TASK TO CARRY OUT> Give back each line of the material that contains the word "numeric".

(SOURCE RECORDS Opens)

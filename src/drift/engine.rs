//! Drift detection engine.

use std::collections::HashMap;

use chrono::Utc;
use rand::rngs::StdRng;
use rand::SeedableRng;
#[cfg(feature = "parallel")]
use rayon::prelude::*;
use tracing::{debug, info, warn};

use super::history::DriftHistory;
use super::report::{DriftReport, ReportBuilder};
use super::statistics::{category_counts, summarize, ReferenceColumnStatistic};
use super::types::{DriftTestResult, TestFamily};
use crate::config::DriftConfig;
use crate::dataset::Dataset;
use crate::error::{DriftError, Result};
use crate::stats::{
    chi_square_contingency, ks_two_sample, population_stability_index, wasserstein_distance,
};

/// What happened to one reference column during a detection run
#[derive(Debug)]
enum ColumnOutcome {
    Missing,
    Incompatible,
    Tested(Vec<DriftTestResult>),
}

/// Compares current snapshots against a frozen reference.
///
/// Reference statistics are computed once in [`DriftDetectionEngine::new`]
/// and never change. [`DriftDetectionEngine::detect_drift`] takes `&self`,
/// so one engine can serve concurrent callers; only the history is shared
/// mutable state.
#[derive(Debug)]
pub struct DriftDetectionEngine {
    config: DriftConfig,
    reference_size: usize,
    statistics: Vec<(String, ReferenceColumnStatistic)>,
    index: HashMap<String, usize>,
    history: DriftHistory,
}

impl DriftDetectionEngine {
    /// Summarize `reference` and build an engine.
    ///
    /// Fails on an invalid config or a reference with no rows or no columns.
    pub fn new(reference: Dataset, config: DriftConfig) -> Result<Self> {
        config.validate()?;
        if reference.is_empty() {
            return Err(DriftError::EmptyReference {
                rows: reference.n_rows(),
                columns: reference.n_columns(),
            });
        }

        let statistics = summarize(&reference);
        let index = statistics.iter().enumerate().map(|(i, (name, _))| (name.clone(), i)).collect();
        let history = DriftHistory::with_capacity(config.history_capacity);

        info!(
            records = reference.n_rows(),
            columns = reference.n_columns(),
            "Drift detection engine initialized"
        );

        Ok(Self { config, reference_size: reference.n_rows(), statistics, index, history })
    }

    pub fn config(&self) -> &DriftConfig {
        &self.config
    }

    /// Number of rows in the reference dataset
    pub fn reference_size(&self) -> usize {
        self.reference_size
    }

    /// Frozen statistics, in reference column order
    pub fn reference_statistics(&self) -> &[(String, ReferenceColumnStatistic)] {
        &self.statistics
    }

    /// Statistics of one reference column
    pub fn statistic(&self, column: &str) -> Option<&ReferenceColumnStatistic> {
        self.index.get(column).map(|&i| &self.statistics[i].1)
    }

    pub fn history(&self) -> &DriftHistory {
        &self.history
    }

    /// Run every applicable test on every reference column.
    ///
    /// The current period is labelled with the current UTC time.
    pub fn detect_drift(&self, current: &Dataset) -> DriftReport {
        self.detect_drift_with_label(current, Utc::now().to_rfc3339())
    }

    /// [`detect_drift`](Self::detect_drift) with an explicit current-period label
    pub fn detect_drift_with_label(
        &self,
        current: &Dataset,
        current_period: impl Into<String>,
    ) -> DriftReport {
        let outcomes = self.evaluate_columns(current);

        let mut builder = ReportBuilder::new(
            self.config.reference_period.clone(),
            current_period,
            self.reference_size,
            current.n_rows(),
        );
        for ((name, _), outcome) in self.statistics.iter().zip(outcomes) {
            match outcome {
                ColumnOutcome::Missing => builder.add_missing_column(name.clone()),
                ColumnOutcome::Incompatible => builder.add_incompatible_column(name.clone()),
                ColumnOutcome::Tested(results) => {
                    for result in results {
                        builder.add_result(result);
                    }
                }
            }
        }
        let report = builder.finish();

        if report.drift_detected() {
            warn!(
                severity = %report.overall_severity(),
                affected = ?report.affected_columns(),
                "Drift detected"
            );
        } else {
            info!(current_size = current.n_rows(), "No drift detected");
        }

        self.history.append(report.to_dict());
        report
    }

    /// KS statistic and p-value for `column`; `None` when not applicable
    pub fn ks_test(&self, current: &Dataset, column: &str) -> Option<(f64, f64)> {
        let (_, reference, values) = self.continuous_pair(TestFamily::Ks, current, column)?;
        ks_two_sample(reference, &values)
    }

    /// Wasserstein distance for `column`; `None` when not applicable
    pub fn wasserstein_distance(&self, current: &Dataset, column: &str) -> Option<f64> {
        let (idx, reference, values) =
            self.continuous_pair(TestFamily::Wasserstein, current, column)?;
        wasserstein_distance(reference, &values, &mut self.column_rng(idx))
    }

    /// PSI for `column`; `None` when not applicable
    pub fn population_stability_index(&self, current: &Dataset, column: &str) -> Option<f64> {
        let (_, reference, values) = self.continuous_pair(TestFamily::Psi, current, column)?;
        population_stability_index(reference, &values, self.config.psi_bins)
    }

    /// Chi-square statistic and p-value for `column`; `None` when not applicable
    pub fn chi_square_test(&self, current: &Dataset, column: &str) -> Option<(f64, f64)> {
        let (_, stat) = self.applicable(TestFamily::ChiSquare, column)?;
        let reference = stat.as_categorical()?;
        let counts = category_counts(current.column(column)?.values().categories());
        chi_square_contingency(&reference.counts, &counts).map(|o| (o.statistic, o.p_value))
    }

    #[cfg(feature = "parallel")]
    fn evaluate_columns(&self, current: &Dataset) -> Vec<ColumnOutcome> {
        self.statistics
            .par_iter()
            .enumerate()
            .map(|(idx, (name, stat))| self.evaluate_column(idx, name, stat, current))
            .collect()
    }

    #[cfg(not(feature = "parallel"))]
    fn evaluate_columns(&self, current: &Dataset) -> Vec<ColumnOutcome> {
        self.statistics
            .iter()
            .enumerate()
            .map(|(idx, (name, stat))| self.evaluate_column(idx, name, stat, current))
            .collect()
    }

    fn evaluate_column(
        &self,
        idx: usize,
        name: &str,
        stat: &ReferenceColumnStatistic,
        current: &Dataset,
    ) -> ColumnOutcome {
        let Some(column) = current.column(name) else {
            debug!(column = name, "Reference column missing from current snapshot");
            return ColumnOutcome::Missing;
        };

        match stat {
            ReferenceColumnStatistic::Continuous(reference) => {
                let Some(values) = column.values().numeric() else {
                    warn!(
                        column = name,
                        dtype = column.values().dtype(),
                        "Continuous reference column is not numeric in current snapshot"
                    );
                    return ColumnOutcome::Incompatible;
                };
                ColumnOutcome::Tested(self.continuous_tests(idx, name, &reference.values, &values))
            }
            ReferenceColumnStatistic::Categorical(reference) => {
                let counts = category_counts(column.values().categories());
                match chi_square_contingency(&reference.counts, &counts) {
                    Some(outcome) => ColumnOutcome::Tested(vec![DriftTestResult::chi_square(
                        name,
                        outcome.statistic,
                        outcome.p_value,
                        self.config.threshold_ks,
                    )]),
                    None => {
                        debug!(column = name, "Chi-square contingency table is degenerate");
                        ColumnOutcome::Tested(Vec::new())
                    }
                }
            }
        }
    }

    fn continuous_tests(
        &self,
        idx: usize,
        name: &str,
        reference: &[f64],
        current: &[f64],
    ) -> Vec<DriftTestResult> {
        let config = &self.config;
        let mut results = Vec::with_capacity(3);

        if let Some((statistic, p_value)) = ks_two_sample(reference, current) {
            results.push(DriftTestResult::ks(name, statistic, p_value, config.threshold_ks));
        }
        if let Some(distance) = wasserstein_distance(reference, current, &mut self.column_rng(idx))
        {
            results.push(DriftTestResult::wasserstein(
                name,
                distance,
                config.threshold_wasserstein,
            ));
        }
        if let Some(psi) = population_stability_index(reference, current, config.psi_bins) {
            results.push(DriftTestResult::psi(name, psi, config.threshold_psi));
        }

        if results.is_empty() {
            debug!(column = name, "Too few values for continuous tests");
        }
        results
    }

    /// Index and frozen statistic of `column` when `family` examines its kind
    fn applicable(
        &self,
        family: TestFamily,
        column: &str,
    ) -> Option<(usize, &ReferenceColumnStatistic)> {
        let idx = *self.index.get(column)?;
        let stat = &self.statistics[idx].1;
        family.applies_to(stat.kind()).then_some((idx, stat))
    }

    /// Continuous reference values and numeric current values of `column`
    fn continuous_pair<'a>(
        &'a self,
        family: TestFamily,
        current: &Dataset,
        column: &str,
    ) -> Option<(usize, &'a [f64], Vec<f64>)> {
        let (idx, stat) = self.applicable(family, column)?;
        let reference = stat.as_continuous()?;
        let values = current.column(column).and_then(|c| c.values().numeric())?;
        Some((idx, &reference.values, values))
    }

    /// Per-column generator so results do not depend on evaluation order
    fn column_rng(&self, idx: usize) -> StdRng {
        match self.config.seed {
            Some(seed) => StdRng::seed_from_u64(seed.wrapping_add(idx as u64)),
            None => StdRng::from_os_rng(),
        }
    }
}
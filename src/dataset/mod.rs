//! In-memory tabular snapshots.
//!
//! A [`Dataset`] is an ordered set of uniquely named, equal-length columns.
//! Each column carries a typed value vector; its type decides the
//! [`ColumnKind`] and therefore which drift tests apply.

mod column;


pub use column::{Column, ColumnKind, ColumnValues};

use std::collections::HashSet;

use crate::error::{DriftError, Result};

/// Ordered collection of named columns of equal length
#[derive(Debug, Clone, PartialEq)]
pub struct Dataset {
    columns: Vec<Column>,
    n_rows: usize,
}

impl Dataset {
    /// Build a dataset, rejecting ragged columns and duplicate names
    pub fn new(columns: Vec<Column>) -> Result<Self> {
        let n_rows = columns.first().map_or(0, Column::len);

        let mut seen = HashSet::with_capacity(columns.len());
        for column in &columns {
            if !seen.insert(column.name()) {
                return Err(DriftError::invalid_dataset(format!(
                    "duplicate column name '{}'",
                    column.name()
                )));
            }
            if column.len() != n_rows {
                return Err(DriftError::invalid_dataset(format!(
                    "column '{}' has {} values, expected {}",
                    column.name(),
                    column.len(),
                    n_rows
                )));
            }
        }

        Ok(Self { columns, n_rows })
    }

    /// Number of rows
    pub fn n_rows(&self) -> usize {
        self.n_rows
    }

    /// Number of columns
    pub fn n_columns(&self) -> usize {
        self.columns.len()
    }

    /// True when there are no rows or no columns
    pub fn is_empty(&self) -> bool {
        self.n_rows == 0 || self.columns.is_empty()
    }

    pub fn columns(&self) -> &[Column] {
        &self.columns
    }

    /// Look up a column by name
    pub fn column(&self, name: &str) -> Option<&Column> {
        self.columns.iter().find(|c| c.name() == name)
    }

    pub fn contains(&self, name: &str) -> bool {
        self.column(name).is_some()
    }

    pub fn column_names(&self) -> impl Iterator<Item = &str> {
        self.columns.iter().map(Column::name)
    }

    /// Keep only the last `n` rows
    pub fn tail(&self, n: usize) -> Self {
        let start = self.n_rows.saturating_sub(n);
        let columns: Vec<Column> = self.columns.iter().map(|c| c.slice_from(start)).collect();
        let n_rows = self.n_rows - start;
        Self { columns, n_rows }
    }
}
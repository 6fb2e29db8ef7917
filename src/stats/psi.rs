//! Population Stability Index.

use super::has_enough_samples;

/// Additive smoothing inside the PSI log ratio
pub const PSI_EPSILON: f64 = 1e-10;

/// PSI over `bins` equal-width bins spanning both samples.
///
/// `PSI = Σ (cur% - ref%) * ln((cur% + ε) / (ref% + ε))`
pub fn population_stability_index(reference: &[f64], current: &[f64], bins: usize) -> Option<f64> {
    if bins == 0 || !has_enough_samples(reference, current) {
        return None;
    }

    let (mut lo, mut hi) = reference
        .iter()
        .chain(current)
        .fold((f64::INFINITY, f64::NEG_INFINITY), |(lo, hi), &x| (lo.min(x), hi.max(x)));
    if !(lo.is_finite() && hi.is_finite()) {
        return None;
    }
    if lo == hi {
        lo -= 0.5;
        hi += 0.5;
    }

    let ref_counts = bin_counts(reference, lo, hi, bins);
    let cur_counts = bin_counts(current, lo, hi, bins);
    let n_ref = reference.len() as f64;
    let n_cur = current.len() as f64;

    let psi = ref_counts
        .iter()
        .zip(&cur_counts)
        .map(|(&r, &c)| {
            let ref_pct = r as f64 / n_ref;
            let cur_pct = c as f64 / n_cur;
            (cur_pct - ref_pct) * ((cur_pct + PSI_EPSILON) / (ref_pct + PSI_EPSILON)).ln()
        })
        .sum();

    Some(psi)
}

/// Histogram over `bins` equal-width bins on `[lo, hi]`.
///
/// Bins are half-open except the last, which also takes `hi`. Values
/// outside the range are ignored.
pub fn bin_counts(data: &[f64], lo: f64, hi: f64, bins: usize) -> Vec<usize> {
    let mut counts = vec![0; bins];
    if bins == 0 || hi <= lo {
        return counts;
    }
    let width = (hi - lo) / bins as f64;
    for &val in data {
        if !(lo..=hi).contains(&val) {
            continue;
        }
        let idx = (((val - lo) / width).floor() as usize).min(bins - 1);
        counts[idx] += 1;
    }
    counts
}
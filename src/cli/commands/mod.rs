//! CLI command implementations

mod check;
mod config;
mod stats;

#[cfg(test)]
mod tests;

use crate::cli::{Cli, Command};
use crate::error::Result;

/// How a successful command ended
#[derive(Debug, Clone, Copy, PartialEq, Eq)]
pub enum RunStatus {
    /// Nothing to report
    Clean,
    /// `check` found drift
    DriftDetected,
}

impl RunStatus {
    /// Process exit code: 0 clean, 1 drift. Errors exit with 2.
    pub fn exit_code(self) -> u8 {
        match self {
            RunStatus::Clean => 0,
            RunStatus::DriftDetected => 1,
        }
    }
}

/// Execute a CLI command based on the parsed arguments
pub fn run_command(cli: Cli) -> Result<RunStatus> {
    match cli.command {
        Command::Check(args) => check::run_check(args, cli.quiet),
        Command::Stats(args) => stats::run_stats(args, cli.quiet),
        Command::Config(args) => config::run_config(args, cli.quiet),
    }
}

(SOURCE RECORDS Closes)

EXERCISE ANSWER>
                let Some(values) = column.values().numeric() else {
                        "Continuous reference column is not numeric in current snapshot"
    /// Continuous reference values and numeric current values of `column`
        let values = current.column(column).and_then(|c| c.values().numeric())?;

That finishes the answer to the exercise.